On 10 April 1989, private respondents filed an Appeal and Petition for Refund with the CTA, followed by a Supplemental Petition for Review on 14 July 1989. They prayed for the reversal of VAT Rulings No. 395-88, 568-88 and 007-89, as well as the refund of the VAT payment made amounting to P15,120,000.00.[8] The Commissioner of Internal Revenue (CIR) opposed the petition, first arguing that private respondents were not the real parties in interest as they were not the transferors or sellers as contemplated in Sections 99 and 100 of the then Tax Code. The CIR also squarely defended the VAT rulings holding the sale of the vessels liable for VAT, especially citing Section 3 of Revenue Regulation No. 5-87 (R.R. No. 5-87), which provided that "[VAT] is imposed on any sale or transactions "deemed sale" of taxable goods (including capital goods, irrespective of the date of acquisition)." The CIR argued that the sale of the vessels were among those transactions "deemed sale," as enumerated in Section 4 of R.R. No. 5-87. It seems that the CIR particularly emphasized Section 4(E)(i) of the Regulation, which classified "change of ownership of business" as a circumstance that gave rise to a transaction "deemed sale."

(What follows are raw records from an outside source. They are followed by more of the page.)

use crate::bitmap::live_set::LiveSet;
use crate::core::error::Result;
use crate::core::types::{Delta, DeltaBatch, DeltaOp};
use crate::core::value::Document;
use crate::expr::ast::Expr;
use crate::expr::column::{Column, eval_vector};
use crate::ops::project::Shape;
use crate::ops::sort::WindowOp;
use crate::ops::{Operator, delta_after, delta_before};
use crate::query::predicate::{CmpOp, Predicate};

/// One step of a fused linear run.
#[derive(Debug)]
pub enum FusedStep {
    Match(Predicate),
    Shape(Shape),
    Skip(usize),
    Limit(usize),
}

/// Batches below this size take the scalar path; vectorization overhead
/// does not pay off.
const MIN_VECTOR_BATCH: usize = 8;

/// A maximal run of match/project/addFields (with trailing skip/limit)
/// collapsed into one operator. All-insert batches evaluate match masks
/// column-wise through the numeric kernels; everything else runs the
/// same per-document transforms the unfused operators would, so the
/// fused run is observationally identical to the stages it replaces.
#[derive(Debug)]
pub struct FusedOp {
    transforms: Vec<FusedStep>,
    window: Option<WindowOp>,
}

impl FusedOp {
    pub fn new(steps: Vec<FusedStep>) -> Self {
        let mut transforms = Vec::new();
        let mut skip = 0usize;
        let mut limit: Option<usize> = None;
        let mut windowed = false;
        for step in steps {
            match step {
                FusedStep::Skip(n) => {
                    windowed = true;
                    skip += n;
                    limit = limit.map(|l| l.saturating_sub(n));
                }
                FusedStep::Limit(k) => {
                    windowed = true;
                    limit = Some(limit.map(|l| l.min(k)).unwrap_or(k));
                }
                other => transforms.push(other),
            }
        }
        let window = windowed.then(|| WindowOp::window(skip, limit));
        FusedOp { transforms, window }
    }

    fn apply_transforms(&self, doc: &Document) -> Option<Document> {
        let mut current = doc.clone();
        for step in &self.transforms {
            match step {
                FusedStep::Match(pred) => {
                    if !pred.matches(&current) {
                        return None;
                    }
                }
                FusedStep::Shape(shape) => current = shape.apply(&current),
                FusedStep::Skip(_) | FusedStep::Limit(_) => {}
            }
        }
        Some(current)
    }

    fn transform_delta(&self, delta: &Delta) -> Result<Option<Delta>> {
        Ok(match delta.op {
            DeltaOp::Insert => self
                .apply_transforms(delta_after(delta)?)
                .map(|doc| Delta::insert(delta.rid, doc, delta.seq)),
            DeltaOp::Delete => self
                .apply_transforms(delta_before(delta)?)
                .map(|doc| Delta::delete(delta.rid, doc, delta.seq)),
            DeltaOp::Update => {
                let before = self.apply_transforms(delta_before(delta)?);
                let after = self.apply_transforms(delta_after(delta)?);
                match (before, after) {
                    (Some(b), Some(a)) => Some(Delta::update(delta.rid, b, a, delta.seq)),
                    (None, Some(a)) => Some(Delta::insert(delta.rid, a, delta.seq)),
                    (Some(b), None) => Some(Delta::delete(delta.rid, b, delta.seq)),
                    (None, None) => None,
                }
            }
        })
    }

    /// All-insert fast path: run match masks vectorized, then shape the
    /// survivors.
    fn transform_inserts_vectorized(&self, batch: &DeltaBatch) -> Result<DeltaBatch> {
        let mut working: Vec<(usize, Document)> = batch
            .deltas
            .iter()
            .enumerate()
            .map(|(i, d)| Ok((i, delta_after(d)?.clone())))
            .collect::<Result<_>>()?;

        for step in &self.transforms {
            match step {
                FusedStep::Match(pred) => {
                    let refs: Vec<&Document> = working.iter().map(|(_, d)| d).collect();
                    let mask = predicate_mask(pred, &refs);
                    let mut lane = 0;
                    working.retain(|_| {
                        let keep = mask.test(lane);
                        lane += 1;
                        keep
                    });
                }
                FusedStep::Shape(shape) => {
                    for (_, doc) in working.iter_mut() {
                        *doc = shape.apply(doc);
                    }
                }
                FusedStep::Skip(_) | FusedStep::Limit(_) => {}
            }
        }

        let mut out = DeltaBatch::with_capacity(working.len());
        for (i, doc) in working {
            let source = &batch.deltas[i];
            out.push(Delta::insert(source.rid, doc, source.seq));
        }
        Ok(out)
    }
}

impl Operator for FusedOp {
    fn name(&self) -> &'static str {
        "fused"
    }

    fn push(&mut self, batch: DeltaBatch) -> Result<DeltaBatch> {
        let all_inserts = batch.deltas.iter().all(|d| d.op == DeltaOp::Insert);
        let transformed = if all_inserts && batch.len() >= MIN_VECTOR_BATCH {
            self.transform_inserts_vectorized(&batch)?
        } else {
            let mut out = DeltaBatch::with_capacity(batch.len());
            for delta in &batch.deltas {
                if let Some(mapped) = self.transform_delta(delta)? {
                    out.push(mapped);
                }
            }
            out
        };
        match &mut self.window {
            Some(window) => window.push(transformed),
            None => Ok(transformed),
        }
    }

    fn snapshot(&self) -> Option<Vec<Document>> {
        self.window.as_ref().and_then(|w| w.snapshot())
    }

    fn transform(&self, doc: &Document) -> Vec<Document> {
        self.apply_transforms(doc).into_iter().collect()
    }

    fn reset(&mut self) {
        if let Some(window) = &mut self.window {
            window.reset();
        }
    }
}

/// Evaluate a predicate over a batch of documents into a keep-mask.
/// Numeric comparisons ride the column kernels; every other shape falls
/// back to per-document evaluation, so the mask always agrees with
/// `Predicate::matches`.
fn predicate_mask(pred: &Predicate, docs: &[&Document]) -> LiveSet {
    let len = docs.len();
    match pred {
        Predicate::True => {
            let mut mask = LiveSet::new();
            mask.resize_len(len);
            for i in 0..len {
                mask.set(i);
            }
            mask
        }
        Predicate::And(list) => {
            let mut mask: Option<LiveSet> = None;
            for child in list {
                let m = predicate_mask(child, docs);
                mask = Some(match mask {
                    None => m,
                    Some(acc) => acc.and(&m),
                });
            }
            mask.unwrap_or_else(|| predicate_mask(&Predicate::True, docs))
        }
        Predicate::Or(list) => {
            let mut mask = LiveSet::new();
            mask.resize_len(len);
            for child in list {
                mask.or_assign(&predicate_mask(child, docs));
            }
            mask
        }
        Predicate::Not(inner) => {
            let mut mask = predicate_mask(inner, docs);
            mask.resize_len(len);
            mask.not_inplace();
            mask
        }
        Predicate::Nor(list) => {
            let mut mask = LiveSet::new();
            mask.resize_len(len);
            for child in list {
                mask.or_assign(&predicate_mask(child, docs));
            }
            mask.not_inplace();
            mask
        }
        Predicate::Cmp { path, op, value } if value.is_numeric() => {
            let column = eval_vector(&Expr::FieldPath(path.clone()), docs);
            if let Column::Numeric { values, nulls } = column {
                let target = value.as_f64().unwrap_or(f64::NAN);
                let mut mask = LiveSet::new();
                mask.resize_len(len);
                for (i, v) in values.iter().enumerate() {
                    let hit = if nulls.test(i) {
                        // Missing or null lane: only $ne matches a number.
                        matches!(op, CmpOp::Ne)
                    } else {
                        match op {
                            CmpOp::Eq => *v == target,
                            CmpOp::Ne => *v != target,
                            CmpOp::Gt => *v > target,
                            CmpOp::Gte => *v >= target,
                            CmpOp::Lt => *v < target,
                            CmpOp::Lte => *v <= target,
                        }
                    };
                    if hit {
                        mask.set(i);
                    }
                }
                return mask;
            }
            scalar_mask(pred, docs)
        }
        _ => scalar_mask(pred, docs),
    }
}

fn scalar_mask(pred: &Predicate, docs: &[&Document]) -> LiveSet {
    let mut mask = LiveSet::new();
    mask.resize_len(docs.len());
    for (i, doc) in docs.iter().enumerate() {
        if pred.matches(doc) {
            mask.set(i);
        }
    }
    mask
}

#[cfg(test)]
mod tests {
    use super::*;
    use crate::core::types::{Rid, RowId};
    use crate::ops::project::Projection;

    fn doc(json: &str) -> Document {
        Document::from_json(&serde_json::from_str(json).unwrap()).unwrap()
    }

    fn rid(n: u64) -> Rid {
        Rid::source(RowId(n))
    }

    fn pred(json: &str) -> Predicate {
        Predicate::compile(&serde_json::from_str(json).unwrap()).unwrap()
    }

    fn projection(json: &str) -> Shape {
        Shape::Project(Projection::compile(&serde_json::from_str(json).unwrap()).unwrap())
    }

    fn inserts(docs: &[String]) -> DeltaBatch {
        let mut batch = DeltaBatch::new();
        for (i, json) in docs.iter().enumerate() {
            batch.push(Delta::insert(rid(i as u64), doc(json), i as u64));
        }
        batch
    }

    fn fused_match_project() -> FusedOp {
        FusedOp::new(vec![
            FusedStep::Match(pred(r#"{"v": {"$gte": 10}}"#)),
            FusedStep::Shape(projection(r#"{"v": 1, "_id": 0}"#)),
        ])
    }

    #[test]
    fn test_vectorized_matches_scalar_path() {
        let docs: Vec<String> = (0..64).map(|i| format!(r#"{{"v": {}, "x": "k{}"}}"#, i, i)).collect();

        let mut vectorized = fused_match_project();
        let big = vectorized.push(inserts(&docs)).unwrap();

        let mut scalar = fused_match_project();
        let mut small_out = Vec::new();
        for chunk in docs.chunks(2) {
            // Two-delta batches stay under the vectorization threshold.
            let out = scalar.push(inserts(chunk)).unwrap();
            small_out.extend(out.deltas);
        }
        let big_docs: Vec<&Document> = big.deltas.iter().filter_map(|d| d.after.as_ref()).collect();
        let small_docs: Vec<&Document> =
            small_out.iter().filter_map(|d| d.after.as_ref()).collect();
        assert_eq!(big_docs, small_docs);
        assert_eq!(big_docs.len(), 54);
    }

    #[test]
    fn test_mask_agrees_with_predicate_on_mixed_types() {
        let owned: Vec<Document> = [
            r#"{"v": 5}"#,
            r#"{"v": "5"}"#,
            r#"{}"#,
            r#"{"v": null}"#,
            r#"{"v": 5.0}"#,
        ]
        .iter()
        .map(|j| doc(j))
        .collect();
        let refs: Vec<&Document> = owned.iter().collect();
        for p in [
            pred(r#"{"v": 5}"#),
            pred(r#"{"v": {"$ne": 5}}"#),
            pred(r#"{"v": {"$gt": 4}}"#),
            pred(r#"{"v": {"$lte": 5}}"#),
        ] {
            let mask = predicate_mask(&p, &refs);
            for (i, d) in refs.iter().enumerate() {
                assert_eq!(mask.test(i), p.matches(d), "pred {:?} lane {}", p, i);
            }
        }
    }

    #[test]
    fn test_trailing_window_composition() {
        let mut op = FusedOp::new(vec![
            FusedStep::Match(pred(r#"{"v": {"$gte": 0}}"#)),
            FusedStep::Skip(1),
            FusedStep::Limit(2),
        ]);
        let docs: Vec<String> = (0..5).map(|i| format!(r#"{{"v": {}}}"#, i)).collect();
        op.push(inserts(&docs)).unwrap();
        assert_eq!(
            op.snapshot().unwrap(),
            vec![doc(r#"{"v": 1}"#), doc(r#"{"v": 2}"#)]
        );
    }

    #[test]
    fn test_update_through_fused_run() {
        let mut op = fused_match_project();
        let mut batch = DeltaBatch::new();
        batch.push(Delta::update(rid(0), doc(r#"{"v": 5}"#), doc(r#"{"v": 50}"#), 1));
        let out = op.push(batch).unwrap();
        assert_eq!(out.deltas[0].op, DeltaOp::Insert);
        assert_eq!(out.deltas[0].after, Some(doc(r#"{"v": 50}"#)));
    }
}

In a Decision dated 27 April 1992, the CTA rejected the CIR's arguments and granted the petition.[9] The CTA ruled that the sale of a vessel was an "isolated transaction," not done in the ordinary course of NDC's business, and was thus not subject to VAT, which under Section 99 of the Tax Code, was applied only to sales in the course of trade or business. The CTA further held that the sale of the vessels could not be "deemed sale," and thus subject to VAT, as the transaction did not fall under the enumeration of transactions deemed sale as listed either in Section 100(b) of the Tax Code, or Section 4 of R.R. No. 5-87. Finally, the CTA ruled that any case of doubt should be resolved in favor of private respondents since Section 99 of the Tax Code which implemented VAT is not an exemption provision, but a classification provision which warranted the resolution of doubts in favor of the taxpayer.

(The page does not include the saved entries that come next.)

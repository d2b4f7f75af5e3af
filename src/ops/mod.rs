pub mod filter;
pub mod fused;
pub mod graph;
pub mod group;
pub mod project;
pub mod sort;
pub mod topk;
pub mod unwind;

use crate::core::error::{Error, ErrorKind, Result};
use crate::core::types::{Delta, DeltaBatch};
use crate::core::value::Document;

/// Malformed deltas are invariant violations; the collection poisons on
/// them rather than aborting.
pub(crate) fn delta_before(delta: &Delta) -> Result<&Document> {
    delta.before.as_ref().ok_or_else(|| {
        Error::new(ErrorKind::Internal, format!("delta for {:?} is missing its before image", delta.rid))
    })
}

pub(crate) fn delta_after(delta: &Delta) -> Result<&Document> {
    delta.after.as_ref().ok_or_else(|| {
        Error::new(ErrorKind::Internal, format!("delta for {:?} is missing its after image", delta.rid))
    })
}

/// One stage of the incremental operator graph. A batch of upstream
/// deltas goes in, state is updated, and a batch of output deltas comes
/// out for the next stage.
///
/// Stateless stages (match, project, unwind) answer `materialize` by
/// per-document replay via `transform`; state-bearing stages (group,
/// sort, top-k, limit/skip windows) snapshot their own output.
pub trait Operator: std::fmt::Debug {
    fn name(&self) -> &'static str;

    fn push(&mut self, batch: DeltaBatch) -> Result<DeltaBatch>;

    /// Current output for state-bearing operators, in output order.
    /// `None` for pass-through operators.
    fn snapshot(&self) -> Option<Vec<Document>> {
        None
    }

    /// Pure per-document application, used to replay pass-through stages
    /// over an upstream snapshot at materialize time.
    fn transform(&self, doc: &Document) -> Vec<Document> {
        vec![doc.clone()]
    }

    fn reset(&mut self);
}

The CIR appealed the CTA Decision to the Court of Appeals,[10] which on 11 March 1997, rendered a Decision reversing the CTA.[11] While the appellate court agreed that the sale was an isolated transaction, not made in the course of NDC's regular trade or business, it nonetheless found that the transaction fell within the classification of those "deemed sale" under R.R. No. 5-87, since the sale of the vessels together with the NMC shares brought about a change of ownership in NMC. The Court of Appeals also applied the principle governing tax exemptions that such should be strictly construed against the taxpayer, and liberally in favor of the government.[12]

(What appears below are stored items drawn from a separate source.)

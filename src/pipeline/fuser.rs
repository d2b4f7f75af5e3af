use crate::core::config::Config;
use crate::core::error::{Error, ErrorKind, Result};
use crate::ops::fused::FusedStep;
use crate::ops::project::Shape;
use crate::ops::sort::SortSpec;
use crate::pipeline::stage::Stage;

/// Executable plan produced from a classified stage list: standalone
/// stages, fused linear runs, and sort runs rewritten to Top-K or a
/// buffering sort.
#[derive(Debug)]
pub enum PlanNode {
    Stage(Stage),
    Fused(Vec<FusedStep>),
    TopK { spec: SortSpec, skip: usize, limit: usize },
    Sort { spec: SortSpec, skip: usize, limit: Option<usize> },
}

impl PlanNode {
    pub fn describe(&self) -> String {
        match self {
            PlanNode::Stage(stage) => stage.name().to_string(),
            PlanNode::Fused(steps) => format!("fused[{}]", steps.len()),
            PlanNode::TopK { limit, skip, .. } => format!("topk[{}+{}]", skip, limit),
            PlanNode::Sort { .. } => "sort".to_string(),
        }
    }
}

/// Rewrite the stage list into plan nodes.
///
/// Pass one folds each `$sort` with its adjacent `$skip`/`$limit` stages:
/// a bounded run becomes Top-K (the sort spec is always field-ordered by
/// construction), an unbounded one a buffering sort. Pass two groups
/// maximal runs of fusable stages, subject to the guardrails: group
/// size, estimated generated-code size, and a minimum estimated speedup
/// from the cost model (more stages and simpler expressions push the
/// estimate up). A group failing any guardrail is discarded and its
/// stages run standalone.
pub fn fuse(stages: Vec<Stage>, config: &Config) -> Result<Vec<PlanNode>> {
    let folded = fold_sort_runs(stages)?;
    Ok(group_fusable(folded, config))
}

enum Folded {
    Plain(Stage),
    Node(PlanNode),
}

fn fold_sort_runs(stages: Vec<Stage>) -> Result<Vec<Folded>> {
    let mut out = Vec::with_capacity(stages.len());
    let mut iter = stages.into_iter().peekable();
    // Set after a sort run whose order must survive to the output;
    // cleared by a group, which is unordered.
    let mut order_sensitive = false;
    while let Some(stage) = iter.next() {
        match stage {
            Stage::Sort(spec) => {
                let mut skip = 0usize;
                let mut limit: Option<usize> = None;
                while let Some(next) = iter.peek() {
                    match next {
                        Stage::Skip(n) => {
                            skip += n;
                            limit = limit.map(|l| l.saturating_sub(*n));
                            iter.next();
                        }
                        Stage::Limit(k) => {
                            let k = *k;
                            limit = Some(limit.map(|l| l.min(k)).unwrap_or(k));
                            iter.next();
                        }
                        _ => break,
                    }
                }
                let node = match limit {
                    Some(k) if k > 0 => PlanNode::TopK { spec, skip, limit: k },
                    _ => PlanNode::Sort { spec, skip, limit },
                };
                out.push(Folded::Node(node));
                order_sensitive = true;
            }
            Stage::Group { .. } => {
                order_sensitive = false;
                out.push(Folded::Plain(stage));
            }
            Stage::Limit(_) | Stage::Skip(_) if order_sensitive => {
                // A window detached from its sort would be applied in
                // insertion order and silently change the result.
                return Err(Error::new(
                    ErrorKind::Unsupported,
                    "limit/skip after sort must be adjacent to it for incremental maintenance"
                        .to_string(),
                ));
            }
            other => out.push(Folded::Plain(other)),
        }
    }
    Ok(out)
}

fn is_fusable(stage: &Stage) -> bool {
    match stage {
        Stage::Match(pred) => pred.is_simple(),
        Stage::Project(projection) => projection.is_simple(),
        Stage::AddFields(assignments) => assignments.iter().all(|(_, e)| e.is_simple()),
        Stage::Limit(_) | Stage::Skip(_) => true,
        _ => false,
    }
}

fn is_window(stage: &Stage) -> bool {
    matches!(stage, Stage::Limit(_) | Stage::Skip(_))
}

fn stage_tokens(stage: &Stage) -> usize {
    match stage {
        Stage::Match(pred) => pred.token_count(),
        Stage::Project(projection) => projection.token_count(),
        Stage::AddFields(assignments) => {
            assignments.iter().map(|(_, e)| e.token_count()).sum::<usize>()
        }
        _ => 1,
    }
}

/// Rough size of the code a fused run compiles to, in tokens.
fn estimated_tokens(run: &[Stage]) -> usize {
    40 + run.iter().map(|s| 30 * stage_tokens(s)).sum::<usize>()
}

/// Cost-model speedup estimate: grows with the number of collapsed
/// stages, shrinks with expression complexity.
fn estimated_speedup(run: &[Stage]) -> f64 {
    let stages = run.len() as f64;
    let avg_tokens = run.iter().map(stage_tokens).sum::<usize>() as f64 / stages;
    1.0 + 0.25 * (stages - 1.0) * (20.0 / (20.0 + avg_tokens))
}

fn guardrails_pass(run: &[Stage], config: &Config) -> bool {
    run.len() >= 2
        && run.len() <= config.fuse_max_stages
        && estimated_tokens(run) <= config.fuse_max_tokens
        && estimated_speedup(run) >= config.fuse_min_speedup
}

fn to_fused_steps(run: Vec<Stage>) -> Vec<FusedStep> {
    run.into_iter()
        .map(|stage| match stage {
            Stage::Match(pred) => FusedStep::Match(pred),
            Stage::Project(projection) => FusedStep::Shape(Shape::Project(projection)),
            Stage::AddFields(assignments) => FusedStep::Shape(Shape::AddFields(assignments)),
            Stage::Limit(k) => FusedStep::Limit(k),
            Stage::Skip(n) => FusedStep::Skip(n),
            _ => unreachable!("non-fusable stage in fused run"),
        })
        .collect()
}

fn flush_run(run: &mut Vec<Stage>, out: &mut Vec<PlanNode>, config: &Config) {
    if run.is_empty() {
        return;
    }
    if guardrails_pass(run, config) {
        out.push(PlanNode::Fused(to_fused_steps(std::mem::take(run))));
    } else {
        for stage in run.drain(..) {
            out.push(PlanNode::Stage(stage));
        }
    }
}

fn group_fusable(folded: Vec<Folded>, config: &Config) -> Vec<PlanNode> {
    let mut out = Vec::with_capacity(folded.len());
    let mut run: Vec<Stage> = Vec::new();
    let mut run_has_window = false;
    for item in folded {
        match item {
            Folded::Node(node) => {
                flush_run(&mut run, &mut out, config);
                run_has_window = false;
                out.push(node);
            }
            Folded::Plain(stage) => {
                if !is_fusable(&stage) {
                    flush_run(&mut run, &mut out, config);
                    run_has_window = false;
                    out.push(PlanNode::Stage(stage));
                    continue;
                }
                // Once a limit/skip is in the run, a following transform
                // would see the windowed rows; split the run instead.
                if run_has_window && !is_window(&stage) {
                    flush_run(&mut run, &mut out, config);
                    run_has_window = false;
                }
                run_has_window |= is_window(&stage);
                run.push(stage);
            }
        }
    }
    flush_run(&mut run, &mut out, config);
    out
}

However, the Court of Appeals reversed itself upon reconsidering the case, through a Resolution dated 5 February 2001.[13] This time, the appellate court ruled that the "change of ownership of business" as contemplated in R.R. No. 5-87 must be a consequence of the "retirement from or cessation of business" by the owner of the goods, as provided for in Section 100 of the Tax Code. The Court of Appeals also agreed with the CTA that the classification of transactions "deemed sale" was a classification statute, and not an exemption statute, thus warranting the resolution of any doubt in favor of the taxpayer.[14]
To the mind of the Court, the arguments raised in the present petition have already been adequately discussed and refuted in the rulings assailed before us. Evidently, the petition should be denied. Yet the Court finds that Section 99 of the Tax Code is sufficient reason for upholding the refund of VAT payments, and the subsequent disquisitions by the lower courts on the applicability of Section 100 of the Tax Code and Section 4 of R.R. No. 5-87 are ultimately irrelevant.
A brief reiteration of the basic principles governing VAT is in order. VAT is ultimately a tax on consumption, even though it is assessed on many levels of transactions on the basis of a fixed percentage.[15] It is the end user of consumer goods or services which ultimately shoulders the tax, as the liability therefrom is passed on to the end users by the providers of these goods or services[16] who in turn may credit their own VAT liability (or input VAT) from the VAT payments they receive from the final consumer (or output VAT).[17] The final purchase by the end consumer represents the final link in a production chain that itself involves several transactions and several acts of consumption. The VAT system assures fiscal adequacy through the collection of taxes on every level of consumption,[18] yet assuages the manufacturers or providers of goods and services by enabling them to pass on their respective VAT liabilities to the next link of the chain until finally the end consumer shoulders the entire tax liability.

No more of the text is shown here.